INSTRUCTIONS FOR THE TASK:
Pull every line with "edge" from the data below and copy it.

─── SUPPLIED MATERIAL

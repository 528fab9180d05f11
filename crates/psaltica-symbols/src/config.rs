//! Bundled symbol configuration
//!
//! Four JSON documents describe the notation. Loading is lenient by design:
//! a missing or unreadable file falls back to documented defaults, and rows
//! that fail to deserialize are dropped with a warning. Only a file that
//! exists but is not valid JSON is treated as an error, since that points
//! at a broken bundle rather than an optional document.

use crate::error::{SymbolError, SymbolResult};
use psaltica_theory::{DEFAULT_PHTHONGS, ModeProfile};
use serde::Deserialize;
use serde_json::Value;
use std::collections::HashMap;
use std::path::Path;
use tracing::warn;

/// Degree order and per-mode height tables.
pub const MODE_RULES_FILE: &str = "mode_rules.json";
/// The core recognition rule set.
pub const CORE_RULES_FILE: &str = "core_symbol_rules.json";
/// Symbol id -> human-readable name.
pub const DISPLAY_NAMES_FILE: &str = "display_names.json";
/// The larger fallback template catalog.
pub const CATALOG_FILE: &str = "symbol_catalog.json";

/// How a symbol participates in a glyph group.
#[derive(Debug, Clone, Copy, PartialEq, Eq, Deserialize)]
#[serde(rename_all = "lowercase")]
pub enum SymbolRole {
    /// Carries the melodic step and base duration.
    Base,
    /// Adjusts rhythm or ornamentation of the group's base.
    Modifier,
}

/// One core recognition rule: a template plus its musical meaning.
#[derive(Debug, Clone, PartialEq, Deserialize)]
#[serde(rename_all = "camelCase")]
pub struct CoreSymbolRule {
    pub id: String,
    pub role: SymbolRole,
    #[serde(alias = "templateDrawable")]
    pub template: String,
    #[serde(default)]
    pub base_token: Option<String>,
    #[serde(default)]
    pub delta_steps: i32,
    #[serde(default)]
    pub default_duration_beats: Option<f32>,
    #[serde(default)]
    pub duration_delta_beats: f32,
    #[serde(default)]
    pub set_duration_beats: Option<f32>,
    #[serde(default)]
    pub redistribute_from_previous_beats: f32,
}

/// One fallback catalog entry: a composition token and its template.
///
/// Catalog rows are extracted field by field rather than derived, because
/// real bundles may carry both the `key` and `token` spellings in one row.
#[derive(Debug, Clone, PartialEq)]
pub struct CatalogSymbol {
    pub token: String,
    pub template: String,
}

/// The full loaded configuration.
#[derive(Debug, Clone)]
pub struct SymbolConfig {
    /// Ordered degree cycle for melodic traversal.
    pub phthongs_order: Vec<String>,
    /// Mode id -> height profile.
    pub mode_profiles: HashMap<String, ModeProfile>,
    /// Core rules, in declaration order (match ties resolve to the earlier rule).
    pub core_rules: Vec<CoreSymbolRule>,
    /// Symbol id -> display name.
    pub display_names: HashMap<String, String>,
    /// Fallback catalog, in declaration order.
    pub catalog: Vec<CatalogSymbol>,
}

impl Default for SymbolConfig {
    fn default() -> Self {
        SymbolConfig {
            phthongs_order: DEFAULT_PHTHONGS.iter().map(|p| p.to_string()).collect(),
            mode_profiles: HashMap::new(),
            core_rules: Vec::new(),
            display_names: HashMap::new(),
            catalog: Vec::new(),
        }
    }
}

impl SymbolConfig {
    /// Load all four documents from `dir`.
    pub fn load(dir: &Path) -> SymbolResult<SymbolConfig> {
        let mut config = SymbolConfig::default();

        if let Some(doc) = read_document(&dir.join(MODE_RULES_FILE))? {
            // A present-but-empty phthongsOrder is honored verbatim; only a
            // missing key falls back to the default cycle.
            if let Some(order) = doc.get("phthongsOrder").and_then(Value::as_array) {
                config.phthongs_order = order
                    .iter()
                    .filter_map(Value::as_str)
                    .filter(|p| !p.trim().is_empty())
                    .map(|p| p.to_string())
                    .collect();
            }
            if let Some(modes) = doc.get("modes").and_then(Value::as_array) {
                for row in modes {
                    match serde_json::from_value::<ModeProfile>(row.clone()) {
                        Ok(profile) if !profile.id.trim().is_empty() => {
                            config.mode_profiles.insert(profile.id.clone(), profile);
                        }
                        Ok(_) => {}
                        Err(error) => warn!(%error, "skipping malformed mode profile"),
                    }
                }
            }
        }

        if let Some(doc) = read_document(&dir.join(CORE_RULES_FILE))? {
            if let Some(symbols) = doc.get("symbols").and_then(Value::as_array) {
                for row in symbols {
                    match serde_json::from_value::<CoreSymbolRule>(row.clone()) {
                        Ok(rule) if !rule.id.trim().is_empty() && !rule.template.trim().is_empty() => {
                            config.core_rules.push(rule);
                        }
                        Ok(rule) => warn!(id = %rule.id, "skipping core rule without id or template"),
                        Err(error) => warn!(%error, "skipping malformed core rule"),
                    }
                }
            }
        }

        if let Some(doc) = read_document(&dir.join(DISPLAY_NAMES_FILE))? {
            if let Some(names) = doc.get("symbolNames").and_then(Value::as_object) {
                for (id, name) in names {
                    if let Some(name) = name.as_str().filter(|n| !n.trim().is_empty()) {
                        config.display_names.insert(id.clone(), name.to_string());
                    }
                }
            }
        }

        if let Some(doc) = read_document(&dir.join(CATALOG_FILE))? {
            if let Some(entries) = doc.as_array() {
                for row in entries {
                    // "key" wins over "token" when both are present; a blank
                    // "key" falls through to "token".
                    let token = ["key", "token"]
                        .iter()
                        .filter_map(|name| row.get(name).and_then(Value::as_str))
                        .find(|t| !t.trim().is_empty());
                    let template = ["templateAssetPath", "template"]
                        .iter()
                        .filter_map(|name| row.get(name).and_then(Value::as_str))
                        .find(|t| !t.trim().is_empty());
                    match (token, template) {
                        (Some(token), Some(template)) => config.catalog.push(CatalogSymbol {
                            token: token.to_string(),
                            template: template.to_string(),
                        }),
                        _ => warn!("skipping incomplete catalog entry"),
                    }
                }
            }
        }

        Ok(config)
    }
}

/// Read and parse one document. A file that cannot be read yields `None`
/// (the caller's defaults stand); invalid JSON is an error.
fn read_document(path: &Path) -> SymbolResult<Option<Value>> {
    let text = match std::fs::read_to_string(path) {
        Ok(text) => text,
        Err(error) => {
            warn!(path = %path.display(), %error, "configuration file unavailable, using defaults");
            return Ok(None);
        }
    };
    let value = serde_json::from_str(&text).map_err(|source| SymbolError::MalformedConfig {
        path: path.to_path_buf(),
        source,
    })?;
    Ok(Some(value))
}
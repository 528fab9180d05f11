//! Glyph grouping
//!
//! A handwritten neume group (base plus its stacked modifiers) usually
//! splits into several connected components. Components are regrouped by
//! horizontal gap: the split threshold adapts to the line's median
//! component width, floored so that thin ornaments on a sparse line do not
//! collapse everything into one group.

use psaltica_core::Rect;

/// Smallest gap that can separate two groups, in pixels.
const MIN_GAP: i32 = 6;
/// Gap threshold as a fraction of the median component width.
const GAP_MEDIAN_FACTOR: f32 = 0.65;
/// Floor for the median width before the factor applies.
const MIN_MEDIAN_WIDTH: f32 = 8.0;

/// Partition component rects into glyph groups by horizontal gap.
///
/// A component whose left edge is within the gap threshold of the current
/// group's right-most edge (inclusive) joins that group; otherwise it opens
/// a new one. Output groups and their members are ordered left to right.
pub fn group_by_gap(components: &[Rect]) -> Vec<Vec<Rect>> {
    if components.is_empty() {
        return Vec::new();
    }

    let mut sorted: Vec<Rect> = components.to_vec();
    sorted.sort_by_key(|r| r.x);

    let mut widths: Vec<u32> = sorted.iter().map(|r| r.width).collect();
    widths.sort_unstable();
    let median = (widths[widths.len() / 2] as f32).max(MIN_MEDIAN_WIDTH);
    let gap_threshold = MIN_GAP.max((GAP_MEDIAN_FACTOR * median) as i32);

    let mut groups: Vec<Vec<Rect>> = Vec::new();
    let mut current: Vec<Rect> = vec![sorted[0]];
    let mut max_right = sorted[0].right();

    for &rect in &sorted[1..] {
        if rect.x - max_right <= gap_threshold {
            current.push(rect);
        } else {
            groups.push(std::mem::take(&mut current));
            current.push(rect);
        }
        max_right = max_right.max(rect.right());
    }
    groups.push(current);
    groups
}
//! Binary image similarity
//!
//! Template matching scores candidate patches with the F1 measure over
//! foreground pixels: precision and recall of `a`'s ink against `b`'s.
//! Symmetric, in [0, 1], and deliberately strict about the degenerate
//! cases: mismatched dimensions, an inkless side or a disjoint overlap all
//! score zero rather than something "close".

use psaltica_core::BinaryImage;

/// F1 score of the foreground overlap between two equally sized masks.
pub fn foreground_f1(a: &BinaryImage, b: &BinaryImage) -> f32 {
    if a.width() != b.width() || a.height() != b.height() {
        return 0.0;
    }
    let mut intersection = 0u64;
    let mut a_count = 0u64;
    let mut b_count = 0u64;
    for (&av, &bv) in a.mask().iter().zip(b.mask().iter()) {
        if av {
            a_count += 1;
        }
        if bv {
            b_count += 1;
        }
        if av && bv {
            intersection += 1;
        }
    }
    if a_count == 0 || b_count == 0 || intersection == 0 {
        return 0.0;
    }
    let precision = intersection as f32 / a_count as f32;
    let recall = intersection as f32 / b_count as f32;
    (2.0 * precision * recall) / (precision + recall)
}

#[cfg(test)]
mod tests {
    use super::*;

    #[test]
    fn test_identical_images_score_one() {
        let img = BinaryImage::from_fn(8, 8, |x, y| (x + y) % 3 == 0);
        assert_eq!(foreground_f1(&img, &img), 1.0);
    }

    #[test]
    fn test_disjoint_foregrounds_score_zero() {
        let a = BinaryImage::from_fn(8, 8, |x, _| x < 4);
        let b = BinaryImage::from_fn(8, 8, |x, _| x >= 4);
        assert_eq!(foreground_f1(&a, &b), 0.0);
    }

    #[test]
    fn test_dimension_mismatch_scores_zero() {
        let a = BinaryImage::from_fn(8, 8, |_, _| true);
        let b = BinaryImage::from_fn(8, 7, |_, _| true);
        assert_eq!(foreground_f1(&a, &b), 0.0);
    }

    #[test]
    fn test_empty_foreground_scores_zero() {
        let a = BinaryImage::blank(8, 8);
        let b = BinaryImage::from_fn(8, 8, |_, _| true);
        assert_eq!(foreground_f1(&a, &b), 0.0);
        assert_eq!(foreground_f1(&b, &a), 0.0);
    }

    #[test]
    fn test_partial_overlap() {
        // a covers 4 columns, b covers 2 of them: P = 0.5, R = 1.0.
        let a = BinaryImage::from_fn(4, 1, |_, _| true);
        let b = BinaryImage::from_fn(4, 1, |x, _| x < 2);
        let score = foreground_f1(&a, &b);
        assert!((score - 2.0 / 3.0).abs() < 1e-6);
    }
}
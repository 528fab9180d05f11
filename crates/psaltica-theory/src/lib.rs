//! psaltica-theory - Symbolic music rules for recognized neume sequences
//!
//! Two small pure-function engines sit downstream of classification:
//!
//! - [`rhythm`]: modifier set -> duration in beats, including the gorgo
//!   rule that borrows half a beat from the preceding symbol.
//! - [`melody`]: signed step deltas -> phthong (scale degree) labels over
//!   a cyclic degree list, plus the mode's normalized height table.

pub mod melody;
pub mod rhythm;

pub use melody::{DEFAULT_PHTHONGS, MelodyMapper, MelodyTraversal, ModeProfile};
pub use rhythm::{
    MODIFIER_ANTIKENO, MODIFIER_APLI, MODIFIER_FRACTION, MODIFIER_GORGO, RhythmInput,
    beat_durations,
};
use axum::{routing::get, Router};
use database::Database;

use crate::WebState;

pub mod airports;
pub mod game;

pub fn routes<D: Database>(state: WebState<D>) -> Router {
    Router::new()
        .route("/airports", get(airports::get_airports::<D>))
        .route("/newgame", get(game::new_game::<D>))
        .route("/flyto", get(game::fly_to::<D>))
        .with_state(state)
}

──────

YOUR SOLUTION:
/// A component whose left edge is within the gap threshold of the current
/// group's right-most edge (inclusive) joins that group; otherwise it opens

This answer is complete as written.